-- YOUR ASSIGNMENT --
Please copy out all lines of the entries that contain the word "stderr".

=== Section Start ===

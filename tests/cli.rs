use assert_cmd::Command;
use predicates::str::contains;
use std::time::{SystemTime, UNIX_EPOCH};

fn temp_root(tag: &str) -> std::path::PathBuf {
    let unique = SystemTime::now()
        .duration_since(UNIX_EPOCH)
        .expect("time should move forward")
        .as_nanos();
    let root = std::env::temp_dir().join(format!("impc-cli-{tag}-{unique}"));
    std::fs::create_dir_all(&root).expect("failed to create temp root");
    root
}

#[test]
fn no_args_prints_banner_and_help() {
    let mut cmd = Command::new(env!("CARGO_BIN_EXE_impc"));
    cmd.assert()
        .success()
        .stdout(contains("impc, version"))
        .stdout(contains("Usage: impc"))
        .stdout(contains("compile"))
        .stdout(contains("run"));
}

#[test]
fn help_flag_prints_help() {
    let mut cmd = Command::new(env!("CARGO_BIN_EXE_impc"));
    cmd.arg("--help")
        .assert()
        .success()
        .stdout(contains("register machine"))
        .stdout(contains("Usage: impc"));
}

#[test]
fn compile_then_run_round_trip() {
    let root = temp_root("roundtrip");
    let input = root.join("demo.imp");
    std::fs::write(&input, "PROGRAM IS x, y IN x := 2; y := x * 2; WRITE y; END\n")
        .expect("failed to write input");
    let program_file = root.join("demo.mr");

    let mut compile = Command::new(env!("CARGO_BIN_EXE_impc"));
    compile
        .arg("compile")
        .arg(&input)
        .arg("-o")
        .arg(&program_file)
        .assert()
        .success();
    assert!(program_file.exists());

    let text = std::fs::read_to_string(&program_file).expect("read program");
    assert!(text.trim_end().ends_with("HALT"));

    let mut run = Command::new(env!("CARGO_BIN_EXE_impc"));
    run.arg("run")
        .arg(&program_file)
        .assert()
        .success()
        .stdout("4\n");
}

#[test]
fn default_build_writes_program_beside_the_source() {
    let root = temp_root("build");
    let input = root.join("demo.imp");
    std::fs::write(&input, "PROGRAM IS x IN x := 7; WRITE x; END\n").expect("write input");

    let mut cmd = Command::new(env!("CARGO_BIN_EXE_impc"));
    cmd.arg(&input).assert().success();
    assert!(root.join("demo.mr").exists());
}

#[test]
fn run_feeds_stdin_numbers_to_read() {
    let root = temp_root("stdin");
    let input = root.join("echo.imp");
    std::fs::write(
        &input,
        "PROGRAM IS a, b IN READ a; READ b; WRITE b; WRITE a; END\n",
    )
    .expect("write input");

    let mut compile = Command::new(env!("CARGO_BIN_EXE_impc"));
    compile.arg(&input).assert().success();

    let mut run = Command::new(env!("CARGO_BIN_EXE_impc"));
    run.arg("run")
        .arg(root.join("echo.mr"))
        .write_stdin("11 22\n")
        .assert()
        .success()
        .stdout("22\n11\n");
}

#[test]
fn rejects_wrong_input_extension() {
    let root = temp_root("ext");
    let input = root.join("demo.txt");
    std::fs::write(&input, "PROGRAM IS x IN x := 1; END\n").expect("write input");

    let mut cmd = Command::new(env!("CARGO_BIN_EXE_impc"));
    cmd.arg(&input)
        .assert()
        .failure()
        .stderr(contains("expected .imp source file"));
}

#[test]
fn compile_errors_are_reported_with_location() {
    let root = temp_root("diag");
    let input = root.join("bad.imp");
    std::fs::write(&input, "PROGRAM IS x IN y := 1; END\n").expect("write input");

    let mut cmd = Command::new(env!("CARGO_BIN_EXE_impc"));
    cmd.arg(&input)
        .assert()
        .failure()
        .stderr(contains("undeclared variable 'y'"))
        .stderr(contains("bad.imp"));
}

=== Section End ===
=== Section Start ===

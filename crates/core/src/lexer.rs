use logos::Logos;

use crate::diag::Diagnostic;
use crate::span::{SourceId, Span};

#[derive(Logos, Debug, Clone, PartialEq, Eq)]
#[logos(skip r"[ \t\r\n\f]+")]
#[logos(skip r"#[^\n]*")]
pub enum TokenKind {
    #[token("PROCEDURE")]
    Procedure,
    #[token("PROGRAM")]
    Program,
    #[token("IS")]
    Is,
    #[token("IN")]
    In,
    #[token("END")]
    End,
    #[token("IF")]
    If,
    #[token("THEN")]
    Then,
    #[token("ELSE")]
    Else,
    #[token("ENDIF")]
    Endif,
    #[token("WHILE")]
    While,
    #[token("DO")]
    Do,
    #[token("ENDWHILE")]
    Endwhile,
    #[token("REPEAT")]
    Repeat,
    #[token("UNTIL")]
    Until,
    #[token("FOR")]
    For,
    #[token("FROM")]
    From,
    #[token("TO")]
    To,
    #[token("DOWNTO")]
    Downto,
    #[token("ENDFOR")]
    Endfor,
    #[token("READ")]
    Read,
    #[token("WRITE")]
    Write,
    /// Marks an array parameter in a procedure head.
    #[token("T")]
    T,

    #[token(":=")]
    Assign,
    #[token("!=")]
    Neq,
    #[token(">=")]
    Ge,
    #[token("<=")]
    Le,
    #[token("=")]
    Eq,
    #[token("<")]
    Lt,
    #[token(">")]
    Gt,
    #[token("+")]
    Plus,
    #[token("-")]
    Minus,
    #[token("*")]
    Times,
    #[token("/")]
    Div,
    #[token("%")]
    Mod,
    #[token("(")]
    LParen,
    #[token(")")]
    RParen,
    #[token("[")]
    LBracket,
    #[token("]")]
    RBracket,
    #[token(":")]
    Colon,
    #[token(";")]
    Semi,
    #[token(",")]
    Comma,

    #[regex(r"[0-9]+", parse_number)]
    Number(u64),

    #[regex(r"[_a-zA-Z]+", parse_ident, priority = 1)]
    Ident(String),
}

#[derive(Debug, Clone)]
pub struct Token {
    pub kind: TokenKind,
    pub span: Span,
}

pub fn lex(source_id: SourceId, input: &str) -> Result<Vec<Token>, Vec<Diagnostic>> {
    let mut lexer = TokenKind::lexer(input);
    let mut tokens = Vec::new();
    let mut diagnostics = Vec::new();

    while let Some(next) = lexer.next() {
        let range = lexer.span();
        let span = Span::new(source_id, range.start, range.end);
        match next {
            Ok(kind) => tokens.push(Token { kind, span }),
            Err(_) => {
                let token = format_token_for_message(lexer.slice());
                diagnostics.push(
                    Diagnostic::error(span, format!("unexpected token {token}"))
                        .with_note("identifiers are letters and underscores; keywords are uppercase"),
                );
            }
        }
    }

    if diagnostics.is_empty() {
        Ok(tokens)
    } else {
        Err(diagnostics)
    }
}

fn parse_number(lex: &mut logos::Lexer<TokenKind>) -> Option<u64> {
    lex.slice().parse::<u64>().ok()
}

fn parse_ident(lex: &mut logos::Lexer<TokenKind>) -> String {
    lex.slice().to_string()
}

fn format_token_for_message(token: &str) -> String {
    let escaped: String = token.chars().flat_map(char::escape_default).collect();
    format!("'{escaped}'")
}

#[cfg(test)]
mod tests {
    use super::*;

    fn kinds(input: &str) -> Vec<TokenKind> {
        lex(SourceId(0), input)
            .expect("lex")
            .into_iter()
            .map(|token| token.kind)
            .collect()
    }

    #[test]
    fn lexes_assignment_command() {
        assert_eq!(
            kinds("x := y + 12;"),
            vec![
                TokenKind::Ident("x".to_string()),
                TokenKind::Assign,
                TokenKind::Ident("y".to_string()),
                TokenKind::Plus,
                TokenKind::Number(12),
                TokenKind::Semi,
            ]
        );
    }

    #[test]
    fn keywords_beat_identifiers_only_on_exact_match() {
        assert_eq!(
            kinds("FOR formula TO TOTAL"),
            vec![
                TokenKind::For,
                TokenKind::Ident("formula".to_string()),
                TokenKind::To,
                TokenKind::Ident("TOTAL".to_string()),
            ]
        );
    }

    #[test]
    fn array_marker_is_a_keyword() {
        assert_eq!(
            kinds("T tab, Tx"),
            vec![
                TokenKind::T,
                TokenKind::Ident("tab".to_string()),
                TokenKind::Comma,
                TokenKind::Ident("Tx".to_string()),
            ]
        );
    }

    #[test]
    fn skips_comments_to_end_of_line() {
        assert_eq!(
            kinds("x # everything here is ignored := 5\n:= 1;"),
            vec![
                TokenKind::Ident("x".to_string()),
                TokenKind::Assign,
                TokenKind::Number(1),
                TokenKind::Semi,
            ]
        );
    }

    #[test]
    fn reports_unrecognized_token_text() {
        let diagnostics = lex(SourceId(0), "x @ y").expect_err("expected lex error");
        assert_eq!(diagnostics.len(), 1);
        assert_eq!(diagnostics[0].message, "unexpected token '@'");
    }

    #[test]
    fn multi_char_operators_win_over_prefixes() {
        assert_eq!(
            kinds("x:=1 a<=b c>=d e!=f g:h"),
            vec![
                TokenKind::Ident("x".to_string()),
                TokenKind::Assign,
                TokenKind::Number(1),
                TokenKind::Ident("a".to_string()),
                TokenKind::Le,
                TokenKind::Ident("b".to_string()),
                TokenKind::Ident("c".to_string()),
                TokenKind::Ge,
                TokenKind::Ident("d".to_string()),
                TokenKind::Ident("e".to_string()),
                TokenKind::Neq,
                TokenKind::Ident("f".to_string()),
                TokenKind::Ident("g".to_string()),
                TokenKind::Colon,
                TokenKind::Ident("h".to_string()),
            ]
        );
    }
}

=== Section End ===

-- OUTPUT FOR THIS EXERCISE --
        .stderr(contains("expected .imp source file"));
        .stderr(contains("undeclared variable 'y'"))
        .stderr(contains("bad.imp"));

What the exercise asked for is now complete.